Sin embargo, la jueza Kessler dictaminó que, dado que no había pruebas de que la omisión del Gobierno fuera “intencionada”, la única medida adecuada era declarar al Gobierno en desacato civil. Esto, señaló, no le permitía ordenar la puesta en libertad de al-Adahi, ya que era imposible “demostrar perjuicio”, y tampoco compensaba la pérdida de la grabación en vídeo, porque “una imagen vale realmente más que mil palabras, y el pleno significado del testimonio [de al-Adahi] no puede deducirse únicamente de la fría y árida transcripción”. Sin embargo, dispuso que se “publicara una transcripción del testimonio en la página de información pública del Tribunal de Distrito de los Estados Unidos para los casos de Guantánamo”, y también ordenó al Gobierno que presentara, en un plazo de 30 días, “una explicación detallada de todas las medidas que ha tomado para garantizar que tales errores no se repitan en el futuro”.
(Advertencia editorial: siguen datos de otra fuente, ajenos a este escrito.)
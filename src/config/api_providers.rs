// ABOUTME: External API configuration for the FlavorDB and RecipeDB clients
// ABOUTME: API keys, base URLs, and request deadlines loaded explicitly or from environment
//
// SPDX-License-Identifier: MIT OR Apache-2.0
// Copyright (c) 2025 Pierre Fitness Intelligence

use crate::constants::{env_vars, flavordb, http, recipedb};
use crate::errors::{ServiceError, ServiceResult};
use serde::{Deserialize, Serialize};
use std::env;
use std::fmt;
use std::time::Duration;

/// Configuration for both upstream services
#[derive(Debug, Clone, Serialize, Deserialize)]
pub struct ServicesConfig {
    /// Flavor database API configuration
    pub flavordb: FlavorDbConfig,
    /// Recipe database API configuration
    pub recipedb: RecipeDbConfig,
}

impl ServicesConfig {
    /// Load both service configurations from environment
    ///
    /// # Errors
    ///
    /// Returns `ServiceError::Configuration` if either API key variable is not set
    pub fn from_env() -> ServiceResult<Self> {
        Ok(Self {
            flavordb: FlavorDbConfig::from_env()?,
            recipedb: RecipeDbConfig::from_env()?,
        })
    }
}

/// Flavor database API configuration
#[derive(Clone, Serialize, Deserialize)]
pub struct FlavorDbConfig {
    /// Bearer token sent in the `Authorization` header
    #[serde(skip_serializing)]
    pub api_key: String,
    /// API base URL, without the `/ingredient` path
    pub base_url: String,
    /// Request deadline in seconds
    pub timeout_secs: u64,
}

impl FlavorDbConfig {
    /// Create a configuration with the default endpoint and deadline
    #[must_use]
    pub fn new(api_key: impl Into<String>) -> Self {
        Self {
            api_key: api_key.into(),
            base_url: flavordb::DEFAULT_BASE_URL.to_owned(),
            timeout_secs: http::DEFAULT_TIMEOUT_SECS,
        }
    }

    /// Load flavor database configuration from environment
    ///
    /// # Errors
    ///
    /// Returns `ServiceError::Configuration` if `FLAVORDB_API_KEY` is not set
    pub fn from_env() -> ServiceResult<Self> {
        Ok(Self {
            api_key: required_env(env_vars::FLAVORDB_API_KEY)?,
            base_url: env_var_or(env_vars::FLAVORDB_BASE_URL, flavordb::DEFAULT_BASE_URL),
            timeout_secs: timeout_secs_from_env(),
        })
    }

    /// Override the base URL
    #[must_use]
    pub fn with_base_url(mut self, base_url: impl Into<String>) -> Self {
        self.base_url = base_url.into();
        self
    }

    /// Override the request deadline
    #[must_use]
    pub const fn with_timeout_secs(mut self, timeout_secs: u64) -> Self {
        self.timeout_secs = timeout_secs;
        self
    }

    /// Request deadline
    #[must_use]
    pub const fn timeout(&self) -> Duration {
        Duration::from_secs(self.timeout_secs)
    }
}

impl fmt::Debug for FlavorDbConfig {
    fn fmt(&self, f: &mut fmt::Formatter<'_>) -> fmt::Result {
        f.debug_struct("FlavorDbConfig")
            .field("api_key", &redact(&self.api_key))
            .field("base_url", &self.base_url)
            .field("timeout_secs", &self.timeout_secs)
            .finish()
    }
}

/// Recipe database API configuration
#[derive(Clone, Serialize, Deserialize)]
pub struct RecipeDbConfig {
    /// Bearer token sent in the `Authorization` header
    #[serde(skip_serializing)]
    pub api_key: String,
    /// API base URL, without the `/recipe/recipeofday` path
    pub base_url: String,
    /// Request deadline in seconds
    pub timeout_secs: u64,
}

impl RecipeDbConfig {
    /// Create a configuration with the default endpoint and deadline
    #[must_use]
    pub fn new(api_key: impl Into<String>) -> Self {
        Self {
            api_key: api_key.into(),
            base_url: recipedb::DEFAULT_BASE_URL.to_owned(),
            timeout_secs: http::DEFAULT_TIMEOUT_SECS,
        }
    }

    /// Load recipe database configuration from environment
    ///
    /// # Errors
    ///
    /// Returns `ServiceError::Configuration` if `API_KEY` is not set
    pub fn from_env() -> ServiceResult<Self> {
        Ok(Self {
            api_key: required_env(env_vars::RECIPEDB_API_KEY)?,
            base_url: env_var_or(env_vars::RECIPEDB_BASE_URL, recipedb::DEFAULT_BASE_URL),
            timeout_secs: timeout_secs_from_env(),
        })
    }

    /// Override the base URL
    #[must_use]
    pub fn with_base_url(mut self, base_url: impl Into<String>) -> Self {
        self.base_url = base_url.into();
        self
    }

    /// Override the request deadline
    #[must_use]
    pub const fn with_timeout_secs(mut self, timeout_secs: u64) -> Self {
        self.timeout_secs = timeout_secs;
        self
    }

    /// Request deadline
    #[must_use]
    pub const fn timeout(&self) -> Duration {
        Duration::from_secs(self.timeout_secs)
    }
}

impl fmt::Debug for RecipeDbConfig {
    fn fmt(&self, f: &mut fmt::Formatter<'_>) -> fmt::Result {
        f.debug_struct("RecipeDbConfig")
            .field("api_key", &redact(&self.api_key))
            .field("base_url", &self.base_url)
            .field("timeout_secs", &self.timeout_secs)
            .finish()
    }
}

fn required_env(key: &str) -> ServiceResult<String> {
    env::var(key).map_err(|_| ServiceError::missing_env(key))
}

fn env_var_or(key: &str, default: &str) -> String {
    env::var(key).unwrap_or_else(|_| default.to_owned())
}

fn timeout_secs_from_env() -> u64 {
    env::var(env_vars::SERVICE_TIMEOUT_SECS)
        .ok()
        .and_then(|s| s.parse().ok())
        .unwrap_or(http::DEFAULT_TIMEOUT_SECS)
}

fn redact(secret: &str) -> &'static str {
    if secret.is_empty() {
        "<empty>"
    } else {
        "<redacted>"
    }
}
Lo mejor que cabe esperar, por lo tanto, es que el Gobierno y las autoridades de Guantánamo no puedan pasar por alto —ni ignorar— ninguna futura orden de grabar en vídeo el testimonio de un preso, lo que proporcionaría al público una “oportunidad de observar un juicio real en la Bahía de Guantánamo”, como señaló la jueza Kessler.

Al final, sin embargo, resulta decepcionante que se haya perdido esta oportunidad y que el Gobierno haya salido impune, sin haber sido obligado a liberar a Mohammed al-Adahi. Solo puedo esperar, como mencioné anteriormente, que las acciones de la jueza Kessler haya, tal y como ella claramente pretendía, ejercido presión sobre el Gobierno para que desista de su recurso y permita que este hombre regrese con su familia, tras casi ocho años perdidos en Guantánamo.